An anonymous reader writes "I've got an Eee PC 1000HD, and frankly, I can't stand XP. I know it's odd, because I actually like Vista, but XP is such a giant piece of crap on here that I struggle to use it day-by-day. Anyway, my question is this: which Linux distro should I run on it? Plain Ubuntu just doesn't have driver support. I tried Ubuntu-eee, which, to put it bluntly, does not work for me at all (slow, terrible battery life, even worse interface). I've heard that Jaunty Jackalope is going to have better netbook support, but that's all the way in April! Is there a distro out now that will free me from XP's terribleness without being terrible itself?" Getting wireless working on an Eee PC (though in my experience imperfectly) with stock Ubuntu is possible; for me it took some googling, though I've been told with great enthusiasm that it actually works "out of the box." What distros are you running on your netbook, and what problems do you find?
If you like vista why not stick windows 7 on it?
+1 on Ubuntu. I picked up an Eee 1000H this past weekend and installing Easy Peasy (the poorly named Ubuntu Eee distro) via flash drive was ridiculously easy. Everything worked right off the bat without any messing around with config files. The "Netbook Remix" interface is sort of annoying, but very easy to turn off.
So far I have tried the following operating systems in this order:
vLited Vista Home
Ubuntu eee
eeebuntu Standard
nLited XP
eeebuntu NetBookRemix.
Just last night I switched back from XP to eeebuntu 2.0 NBR. Why? Well, it just works beautifully OOTB with my 701SD and the GUI works well with the 7" screen. All I had to do was edit my fstab to automatically mount my Airdisk and media shares on my Vista box and that was that. I use it to browse the web, edit/view spreadsheets and to remote into some of my home computers. ZSNES is also a crucial download.

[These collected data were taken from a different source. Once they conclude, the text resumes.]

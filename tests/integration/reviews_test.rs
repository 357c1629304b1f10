//! Review feed and review submission integration tests

use axum::http::StatusCode;
use pretty_assertions::assert_eq;

use crate::common::{body_json, create_test_user, TestApp};
use crate::{assert_contains, assert_redirect};

#[tokio::test]
async fn test_feed_lists_reviews_newest_first() {
    let app = TestApp::new().await;
    let user = create_test_user(app.db.pool(), "alice", "p1").await;
    let joes = app.db.insert_restaurant("Joe's", "1 Main St", "Diner").await;
    app.db.insert_review(joes, user.id, 3, "first").await;
    app.db.insert_review(joes, user.id, 5, "second").await;

    let page = body_json(app.get("/", Some(&user.cookie())).await).await;

    assert_eq!(page["template"], "index");
    assert_eq!(page["context"]["user_id"], user.id);
    let reviews = page["context"]["data"].as_array().unwrap();
    assert_eq!(reviews.len(), 2);
    assert_eq!(reviews[0]["text"], "second");
    assert_eq!(reviews[0]["user"], "alice");
    assert_eq!(reviews[0]["restaurant"], "Joe's");
}

#[tokio::test]
async fn test_add_review_form_lists_restaurants() {
    let app = TestApp::new().await;
    let user = create_test_user(app.db.pool(), "alice", "p1").await;
    app.db.insert_restaurant("Zed's", "z", "Diner").await;
    app.db.insert_restaurant("Ann's", "a", "Cafe").await;

    let page = body_json(app.get("/add_review", Some(&user.cookie())).await).await;

    assert_eq!(page["template"], "add_review");
    assert_eq!(page["context"]["data"][0]["name"], "Ann's");
    assert_eq!(page["context"]["data"][1]["name"], "Zed's");
}

#[tokio::test]
async fn test_add_review_as_current_user() {
    let app = TestApp::new().await;
    let user = create_test_user(app.db.pool(), "alice", "p1").await;
    let joes = app.db.insert_restaurant("Joe's", "1 Main St", "Diner").await;

    let body = format!("restaurant={joes}&rating=4&text=Great+pie");
    let response = app.post_form("/add_review", &body, Some(&user.cookie())).await;
    assert_redirect!(response, "/");

    let page = body_json(app.get(&format!("/restaurant/{joes}"), Some(&user.cookie())).await).await;
    assert_eq!(page["context"]["reviews"][0]["user"], "alice");
    assert_eq!(page["context"]["reviews"][0]["text"], "Great pie");
    assert_eq!(page["context"]["restaurant"]["avg_rating"], 4.0);
}

#[tokio::test]
async fn test_repeated_rating_uses_first_value() {
    let app = TestApp::new().await;
    let user = create_test_user(app.db.pool(), "alice", "p1").await;
    let joes = app.db.insert_restaurant("Joe's", "1 Main St", "Diner").await;

    let body = format!("restaurant={joes}&rating=2&rating=5&text=meh");
    let response = app.post_form("/add_review", &body, Some(&user.cookie())).await;
    assert_redirect!(response, "/");

    let page = body_json(app.get(&format!("/restaurant/{joes}"), Some(&user.cookie())).await).await;
    assert_eq!(page["context"]["restaurant"]["avg_rating"], 2.0);
    assert_eq!(page["context"]["restaurant"]["review_count"], 1);
}

#[tokio::test]
async fn test_add_review_with_bad_rating_rerenders_form() {
    let app = TestApp::new().await;
    let user = create_test_user(app.db.pool(), "alice", "p1").await;
    let joes = app.db.insert_restaurant("Joe's", "1 Main St", "Diner").await;

    let body = format!("restaurant={joes}&rating=five&text=hmm");
    let response = app.post_form("/add_review", &body, Some(&user.cookie())).await;

    assert_eq!(response.status(), StatusCode::OK);
    let page = body_json(response).await;
    assert_eq!(page["template"], "add_review");
    assert_contains!(
        page["context"]["message"].as_str().unwrap(),
        "Review Submission Failed: "
    );
    assert_eq!(page["context"]["data"][0]["name"], "Joe's");
    assert_eq!(app.db.count("Review").await, 0);
}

I honestly don't really notice the battery drain. If I want to compute for 2+ hours, I will use my desktop to avoid sore wrists by using the 701SD's small keyboard.
Hi!
I was considering buying one and putting OpenSuSE on it. There's a walkthrough on the OpenSuSE website:
http://en.opensuse.org/OpenSUSE_on_the_EeePC
Good Luck!
(Anonymous Coward) ;-)
Windows 7. I'm sure it would rate the performance of your EEE PC in the 3.5 range.
If you replace the wireless card with an intel based wireless card, you should have no problems with any linux distro. I replaced my wireless card on my MSI Wind with the Intel 3945 and have no problems in linux http://www.google.com/products?q=intel+PRO+3945
I realize that there is some intent of humor behind the post, but really why would it be so hard to believe that someone actually gave Vista a serious look as opposed to having a blog-formed bias against it before using it? Yes, XP is not "giant piece of crap" but Vista is better.

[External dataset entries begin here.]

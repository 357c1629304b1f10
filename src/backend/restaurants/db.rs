//! Database operations for restaurants
//!
//! Average ratings are computed in the store, rounded to one decimal place,
//! and default to `0.0` for restaurants without reviews.

use serde::Serialize;
use sqlx::{QueryBuilder, Sqlite, SqliteConnection};

use crate::backend::database::{Filter, FilterSet};

/// Restaurant row on the listing page
#[derive(Debug, Clone, Serialize, sqlx::FromRow)]
pub struct RestaurantListing {
    pub id: i64,
    pub name: String,
    pub address: Option<String>,
    pub cuisine: Option<String>,
    pub avg_rating: f64,
    pub review_count: i64,
}

/// Header of a restaurant's own page
#[derive(Debug, Clone, Serialize, sqlx::FromRow)]
pub struct RestaurantSummary {
    pub restaurant_id: i64,
    pub name: String,
    pub address: Option<String>,
    pub cuisine: Option<String>,
    pub avg_rating: f64,
    pub review_count: i64,
}

/// Restaurant choice on the review form
#[derive(Debug, Clone, Serialize, sqlx::FromRow)]
pub struct RestaurantChoice {
    pub id: i64,
    pub name: String,
}

/// Restaurant choice on the dish pages
#[derive(Debug, Clone, Serialize, sqlx::FromRow)]
pub struct RestaurantOption {
    pub restaurant_id: i64,
    pub name: String,
}

/// Optional filters of the listing page
#[derive(Debug, Clone, Default, PartialEq)]
pub struct RestaurantQuery {
    /// Case-insensitive substring of the name
    pub search: Option<String>,
    /// Minimum unrounded average rating
    pub min_rating: Option<f64>,
}

impl RestaurantQuery {
    fn filters(&self) -> FilterSet {
        let mut filters = FilterSet::new();
        filters.contains("r.name", self.search.as_deref());
        if let Some(min_rating) = self.min_rating {
            filters.push(Filter::AtLeast {
                aggregate: "AVG(rev.rating)",
                value: min_rating,
            });
        }
        filters
    }
}

/// Values submitted on the restaurant form
#[derive(Debug, Clone, Default)]
pub struct NewRestaurant {
    pub name: Option<String>,
    pub address: Option<String>,
    pub cuisine: Option<String>,
}

const LISTING_SELECT: &str = r#"
    SELECT
        r.restaurant_id AS id,
        r.name,
        r.address,
        r.cuisine,
        COALESCE(ROUND(AVG(rev.rating), 1), 0.0) AS avg_rating,
        COUNT(rev.review_id) AS review_count
    FROM Restaurant r
    LEFT JOIN Review rev ON r.restaurant_id = rev.restaurant_id"#;

/// Restaurants with rating aggregates, best rated first then by name
pub async fn list_restaurants(
    conn: &mut SqliteConnection,
    query: &RestaurantQuery,
) -> Result<Vec<RestaurantListing>, sqlx::Error> {
    let filters = query.filters();

    let mut builder = QueryBuilder::<Sqlite>::new(LISTING_SELECT);
    filters.write_where(&mut builder);
    builder.push(" GROUP BY r.restaurant_id, r.name, r.address, r.cuisine");
    filters.write_having(&mut builder);
    builder.push(" ORDER BY avg_rating DESC, r.name ASC");

    builder
        .build_query_as::<RestaurantListing>()
        .fetch_all(&mut *conn)
        .await
}

/// One restaurant with its rating aggregates
///
/// # Returns
/// `None` if no restaurant has this id
pub async fn get_restaurant_summary(
    conn: &mut SqliteConnection,
    restaurant_id: i64,
) -> Result<Option<RestaurantSummary>, sqlx::Error> {
    sqlx::query_as::<_, RestaurantSummary>(
        r#"
        SELECT
            r.restaurant_id,
            r.name,
            r.address,
            r.cuisine,
            COALESCE(ROUND(AVG(rev.rating), 1), 0.0) AS avg_rating,
            COUNT(rev.review_id) AS review_count
        FROM Restaurant r
        LEFT JOIN Review rev ON r.restaurant_id = rev.restaurant_id
        WHERE r.restaurant_id = ?
        GROUP BY r.restaurant_id, r.name, r.address, r.cuisine
        "#,
    )
    .bind(restaurant_id)
    .fetch_optional(&mut *conn)
    .await
}

/// Id and name of every restaurant, for the review form
pub async fn list_restaurant_choices(
    conn: &mut SqliteConnection,
) -> Result<Vec<RestaurantChoice>, sqlx::Error> {
    sqlx::query_as::<_, RestaurantChoice>(
        "SELECT restaurant_id AS id, name FROM Restaurant ORDER BY name",
    )
    .fetch_all(&mut *conn)
    .await
}

/// Id and name of every restaurant, for the dish pages
pub async fn list_restaurant_options(
    conn: &mut SqliteConnection,
) -> Result<Vec<RestaurantOption>, sqlx::Error> {
    sqlx::query_as::<_, RestaurantOption>(
        "SELECT restaurant_id, name FROM Restaurant ORDER BY name",
    )
    .fetch_all(&mut *conn)
    .await
}

/// Insert a restaurant
///
/// # Returns
/// The new restaurant's id
pub async fn create_restaurant(
    conn: &mut SqliteConnection,
    restaurant: &NewRestaurant,
) -> Result<i64, sqlx::Error> {
    let result = sqlx::query(
        r#"
        INSERT INTO Restaurant (name, address, cuisine)
        VALUES (?, ?, ?)
        "#,
    )
    .bind(&restaurant.name)
    .bind(&restaurant.address)
    .bind(&restaurant.cuisine)
    .execute(&mut *conn)
    .await?;

    Ok(result.last_insert_rowid())
}
//! Restaurant page integration tests

use axum::http::StatusCode;
use pretty_assertions::assert_eq;
use serde_json::Value;

use crate::common::{body_json, body_string, create_test_user, TestApp, TestUser};
use crate::{assert_approx_eq, assert_contains, assert_redirect};

/// Alpha rated {3, 4, 5}, Bravo rated {5, 4}, Charlie unrated
async fn seeded() -> (TestApp, TestUser) {
    let app = TestApp::new().await;
    let user = create_test_user(app.db.pool(), "alice", "p1").await;

    let alpha = app.db.insert_restaurant("Alpha", "1 A St", "Thai").await;
    let bravo = app.db.insert_restaurant("Bravo", "2 B St", "Diner").await;
    app.db.insert_restaurant("Charlie", "3 C St", "Diner").await;

    for rating in [3, 4, 5] {
        app.db.insert_review(alpha, user.id, rating, "ok").await;
    }
    for rating in [5, 4] {
        app.db.insert_review(bravo, user.id, rating, "ok").await;
    }

    (app, user)
}

fn names(page: &Value) -> Vec<String> {
    page["context"]["data"]
        .as_array()
        .unwrap()
        .iter()
        .map(|r| r["name"].as_str().unwrap().to_string())
        .collect()
}

#[tokio::test]
async fn test_listing_aggregates() {
    let (app, user) = seeded().await;

    let page = body_json(app.get("/restaurant", Some(&user.cookie())).await).await;

    assert_eq!(page["template"], "restaurant");
    assert_eq!(names(&page), vec!["Bravo", "Alpha", "Charlie"]);

    let rows = page["context"]["data"].as_array().unwrap();
    assert_approx_eq!(rows[1]["avg_rating"].as_f64().unwrap(), 4.0, 1e-9);
    assert_eq!(rows[1]["review_count"], 3);
    assert_approx_eq!(rows[2]["avg_rating"].as_f64().unwrap(), 0.0, 1e-9);
    assert_eq!(rows[2]["review_count"], 0);
}

#[tokio::test]
async fn test_listing_is_idempotent() {
    let (app, user) = seeded().await;
    let uri = "/restaurant?search=a&rating=";

    let first = body_json(app.get(uri, Some(&user.cookie())).await).await;
    let second = body_json(app.get(uri, Some(&user.cookie())).await).await;

    assert_eq!(first, second);
}

#[tokio::test]
async fn test_listing_filters_echoed() {
    let (app, user) = seeded().await;

    let page = body_json(
        app.get("/restaurant?search=BRA&rating=4", Some(&user.cookie()))
            .await,
    )
    .await;

    assert_eq!(names(&page), vec!["Bravo"]);
    assert_eq!(page["context"]["search"], "BRA");
    assert_eq!(page["context"]["rating"], "4");
}

#[tokio::test]
async fn test_rating_filter_excludes_unrated() {
    let (app, user) = seeded().await;

    let page = body_json(app.get("/restaurant?rating=0", Some(&user.cookie())).await).await;

    assert_eq!(names(&page), vec!["Bravo", "Alpha", "Charlie"]);

    let page = body_json(app.get("/restaurant?rating=4.2", Some(&user.cookie())).await).await;
    assert_eq!(names(&page), vec!["Bravo"]);
}

#[tokio::test]
async fn test_invalid_rating_is_bad_request() {
    let (app, user) = seeded().await;

    let response = app.get("/restaurant?rating=high", Some(&user.cookie())).await;

    assert_eq!(response.status(), StatusCode::BAD_REQUEST);
}

#[tokio::test]
async fn test_restaurant_info() {
    let (app, user) = seeded().await;
    let alpha_id = 1;
    app.db.insert_dish(alpha_id, "Pad Thai", 12.0, &["Peanuts", "Eggs"]).await;

    let page = body_json(
        app.get(&format!("/restaurant/{alpha_id}"), Some(&user.cookie()))
            .await,
    )
    .await;

    assert_eq!(page["template"], "restaurant_info");
    let context = &page["context"];
    assert_eq!(context["restaurant"]["name"], "Alpha");
    assert_eq!(context["restaurant"]["review_count"], 3);
    assert_eq!(context["dishes"][0]["name"], "Pad Thai");
    assert_eq!(
        context["dishes"][0]["allergens"],
        serde_json::json!(["Eggs", "Peanuts"])
    );
    assert_eq!(context["reviews"].as_array().unwrap().len(), 3);
    assert_eq!(context["reviews"][0]["user"], "alice");
}

#[tokio::test]
async fn test_unknown_restaurant_is_not_found() {
    let (app, user) = seeded().await;

    let response = app.get("/restaurant/999999", Some(&user.cookie())).await;
    assert_eq!(response.status(), StatusCode::NOT_FOUND);

    let response = app.get("/restaurant/abc", Some(&user.cookie())).await;
    assert_eq!(response.status(), StatusCode::NOT_FOUND);
}

#[tokio::test]
async fn test_add_restaurant() {
    let (app, user) = seeded().await;

    let response = app
        .post_form(
            "/add_restaurant",
            "name=Delta&address=4+D+St&cuisine=Greek",
            Some(&user.cookie()),
        )
        .await;

    assert_redirect!(response, "/restaurant");
    assert_eq!(app.db.count("Restaurant").await, 4);
}

#[tokio::test]
async fn test_add_restaurant_without_name_rerenders_form() {
    let (app, user) = seeded().await;

    let response = app
        .post_form("/add_restaurant", "address=nowhere", Some(&user.cookie()))
        .await;

    assert_eq!(response.status(), StatusCode::OK);
    let page = body_json(response).await;
    assert_eq!(page["template"], "add_restaurant");
    assert_contains!(
        page["context"]["message"].as_str().unwrap(),
        "Restaurant Add Failed: "
    );
    assert_eq!(app.db.count("Restaurant").await, 3);
}

#[tokio::test]
async fn test_unknown_path_is_not_found() {
    let (app, user) = seeded().await;

    let response = app.get("/no/such/page", Some(&user.cookie())).await;

    assert_eq!(response.status(), StatusCode::NOT_FOUND);
    assert_contains!(body_string(response).await, "404 Not Found");
}

#[tokio::test]
async fn test_missing_static_asset_is_public_not_found() {
    let app = TestApp::new().await;

    let response = app.get("/static/no-such-file.css", None).await;

    assert_eq!(response.status(), StatusCode::NOT_FOUND);
}
//! Restaurant Reviews - Main Library
//!
//! A small server-rendered web application for reviewing restaurants:
//! user registration and login, restaurant listing and search, dish listing
//! with allergen filtering, and review/dish submission.
//!
//! # Overview
//!
//! Every route follows the same shape:
//!
//! 1. Read the `user_id` identity cookie (redirect to `/login` if absent)
//! 2. Run one or more parameterized SQL statements against SQLite
//! 3. Build a template context
//! 4. Render HTML or return a redirect
//!
//! # Module Structure
//!
//! - **`backend`** - Axum server, route handlers, data access, templates
//!
//! # Usage
//!
//! ```rust,no_run
//! use restaurant_reviews::backend::server::{config::ServerConfig, init::create_app};
//!
//! # async fn example() -> Result<(), restaurant_reviews::backend::BackendError> {
//! let config = ServerConfig::default();
//! let app = create_app(&config).await?;
//! // Serve `app` with axum::serve
//! # Ok(())
//! # }
//! ```
//!
//! # Error Handling
//!
//! - `Result<T, BackendError>` for request-level failures
//! - Form submissions catch write failures and re-render the form with a message
//! - Missing restaurants surface as 404

/// Backend server-side code
pub mod backend;
//! Authentication Module
//!
//! User registration, login and logout, and the identity cookie that carries
//! the logged-in user between requests.
//!
//! # Module Structure
//!
//! ```text
//! auth/
//! ├── mod.rs          - Module exports and documentation
//! ├── users.rs        - User inserts and credential lookup
//! ├── sessions.rs     - Identity cookie parsing and issuing
//! └── handlers/       - HTTP handlers
//! ```
//!
//! # Security
//!
//! Passwords are stored and compared in plaintext. The cookie value is the
//! raw user id with no signature or expiry.

/// User database operations
pub mod users;

/// Identity cookie
pub mod sessions;

/// HTTP handlers for authentication endpoints
pub mod handlers;

// Re-export commonly used handlers
pub use handlers::{login, login_form, logout, register, register_form};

Sorry, I'm just tired of hearing crap flung against Vista when people don't give it a serious look. I look forward to Windows 7 for somewhat similar reasons as the Vista-haters - we won't hear any more about Vista. But the difference is that I'm hoping it will take the bias away as well.
Prove it.
Not bad for a "dead" OS:
http://wiki.freebsd.org/AsusEee
I wiped the second partition and added FC 10, which worked out of the box, including wireless.

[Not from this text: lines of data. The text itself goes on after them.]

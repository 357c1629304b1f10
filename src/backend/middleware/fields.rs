/**
 * Form and Query Field Extractors
 *
 * Query strings and form bodies are read as ordered `(name, value)` pairs.
 * A repeated name keeps every value; single-valued lookups take the first
 * one. A body or query string that cannot be decoded is rejected with
 * `BackendError::BadRequest`, so the client gets the regular error page.
 */

use axum::{
    extract::{FromRequest, FromRequestParts, Query, Request},
    http::request::Parts,
    Form,
};

use crate::backend::error::BackendError;

/// Submitted fields in the order they were sent
#[derive(Debug, Clone, Default, PartialEq)]
pub struct Fields(Vec<(String, String)>);

impl Fields {
    /// First value submitted under `name`
    pub fn first(&self, name: &str) -> Option<String> {
        self.0
            .iter()
            .find(|(key, _)| key == name)
            .map(|(_, value)| value.clone())
    }

    /// Every value submitted under `name`
    pub fn all(&self, name: &str) -> Vec<String> {
        self.0
            .iter()
            .filter(|(key, _)| key == name)
            .map(|(_, value)| value.clone())
            .collect()
    }
}

impl From<Vec<(String, String)>> for Fields {
    fn from(pairs: Vec<(String, String)>) -> Self {
        Self(pairs)
    }
}

/// Query string fields
#[derive(Debug, Clone, Default)]
pub struct QueryFields(pub Fields);

impl<S> FromRequestParts<S> for QueryFields
where
    S: Send + Sync,
{
    type Rejection = BackendError;

    async fn from_request_parts(parts: &mut Parts, state: &S) -> Result<Self, Self::Rejection> {
        let Query(pairs) = Query::<Vec<(String, String)>>::from_request_parts(parts, state)
            .await
            .map_err(|rejection| BackendError::bad_request(rejection.body_text()))?;
        Ok(QueryFields(pairs.into()))
    }
}

/// `application/x-www-form-urlencoded` body fields
#[derive(Debug, Clone, Default)]
pub struct FormFields(pub Fields);

impl<S> FromRequest<S> for FormFields
where
    S: Send + Sync,
{
    type Rejection = BackendError;

    async fn from_request(req: Request, state: &S) -> Result<Self, Self::Rejection> {
        let Form(pairs) = Form::<Vec<(String, String)>>::from_request(req, state)
            .await
            .map_err(|rejection| {
                tracing::debug!("Rejected form body: {}", rejection.body_text());
                BackendError::bad_request(rejection.body_text())
            })?;
        Ok(FormFields(pairs.into()))
    }
}
/**
 * User Database Operations
 *
 * Passwords are stored and compared as plaintext, exactly as submitted.
 */

use chrono::NaiveDate;
use sqlx::SqliteConnection;

/// Values submitted on the registration form
///
/// Fields are optional so a missing form field reaches the store as NULL and
/// fails its constraint there.
#[derive(Debug, Clone, Default)]
pub struct NewUser {
    pub username: Option<String>,
    pub email: Option<String>,
    pub password: Option<String>,
    pub join_date: NaiveDate,
}

/// Create a new user
///
/// # Returns
/// The new user's id
pub async fn create_user(conn: &mut SqliteConnection, user: &NewUser) -> Result<i64, sqlx::Error> {
    let result = sqlx::query(
        r#"
        INSERT INTO "User" (username, email, join_date, password)
        VALUES (?, ?, ?, ?)
        "#,
    )
    .bind(&user.username)
    .bind(&user.email)
    .bind(user.join_date)
    .bind(&user.password)
    .execute(&mut *conn)
    .await?;

    Ok(result.last_insert_rowid())
}

/// Look up the id of the user with exactly this username and password
///
/// A missing value is bound as NULL and matches no row.
///
/// # Returns
/// The user id, or `None` if no row matches both values
pub async fn find_user_id_by_credentials(
    conn: &mut SqliteConnection,
    username: Option<&str>,
    password: Option<&str>,
) -> Result<Option<i64>, sqlx::Error> {
    sqlx::query_scalar(
        r#"
        SELECT user_id
        FROM "User"
        WHERE username = ? AND password = ?
        "#,
    )
    .bind(username)
    .bind(password)
    .fetch_optional(&mut *conn)
    .await
}
/**
 * Per-Request Database Connection
 *
 * `DbConn` is an Axum extractor that acquires one pooled connection when a
 * handler starts and gives it back to the pool when the handler returns.
 *
 * # Failure Behavior
 *
 * Acquisition never rejects the request. If the pool cannot hand out a
 * connection, the failure is logged and remembered; the first attempt to use
 * the connection then fails the request with `BackendError::Unavailable`.
 * Handlers that never touch the store (a GET of the login form, say) still
 * render normally.
 */

use std::convert::Infallible;

use axum::{extract::FromRequestParts, http::request::Parts};
use sqlx::{pool::PoolConnection, Sqlite, SqliteConnection};

use crate::backend::error::BackendError;
use crate::backend::server::state::AppState;

/// Connection owned by a single request
pub struct DbConn {
    conn: Result<PoolConnection<Sqlite>, String>,
}

impl DbConn {
    /// Borrow the underlying connection
    ///
    /// # Errors
    ///
    /// `BackendError::Unavailable` if the connection could not be acquired
    /// at request start.
    pub fn get(&mut self) -> Result<&mut SqliteConnection, BackendError> {
        match &mut self.conn {
            Ok(conn) => Ok(&mut **conn),
            Err(message) => Err(BackendError::unavailable(message.clone())),
        }
    }
}

impl FromRequestParts<AppState> for DbConn {
    type Rejection = Infallible;

    async fn from_request_parts(
        _parts: &mut Parts,
        state: &AppState,
    ) -> Result<Self, Self::Rejection> {
        let conn = state.pool.acquire().await.map_err(|e| {
            tracing::error!("Problem connecting to database: {:?}", e);
            e.to_string()
        });
        Ok(DbConn { conn })
    }
}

Today's Sesame Street was brought to you by the number e.
I think this is the reason why the eeepc and other netbooks have been so cheap.
They tend to use newer hardware components that do not have a track record for rock-solid support in linux and windows. Manufacturers (Asus isn't the only one) select bids from the vendors with the lowest price.
Its not a coincidence that other non-Asus products end up with similar wifi/ethernet cards as Asus (Acer Aspire One, MSI Wind specifically), and thus have the exact same problems in support on linux.
What makes this rt2860 driver particularly unusual is that there are existing internal (community supplied) Linux kernel drivers for other ralink hardware available, but this rt2860 deviates from them so much, existing drivers useless for this hardware.
Coupled with the fact that Ralink has done such a poor job with version control, IMHO, (See reasons #2 and #3 above) it only causes endless greif for someone who automatically assumes that the latest version is always the greatest.
"Huh?.. rt2860 v1.8.0.0 doesn't contain anything fixed from v1.7.1.1?? But its got a higher number! WTF?"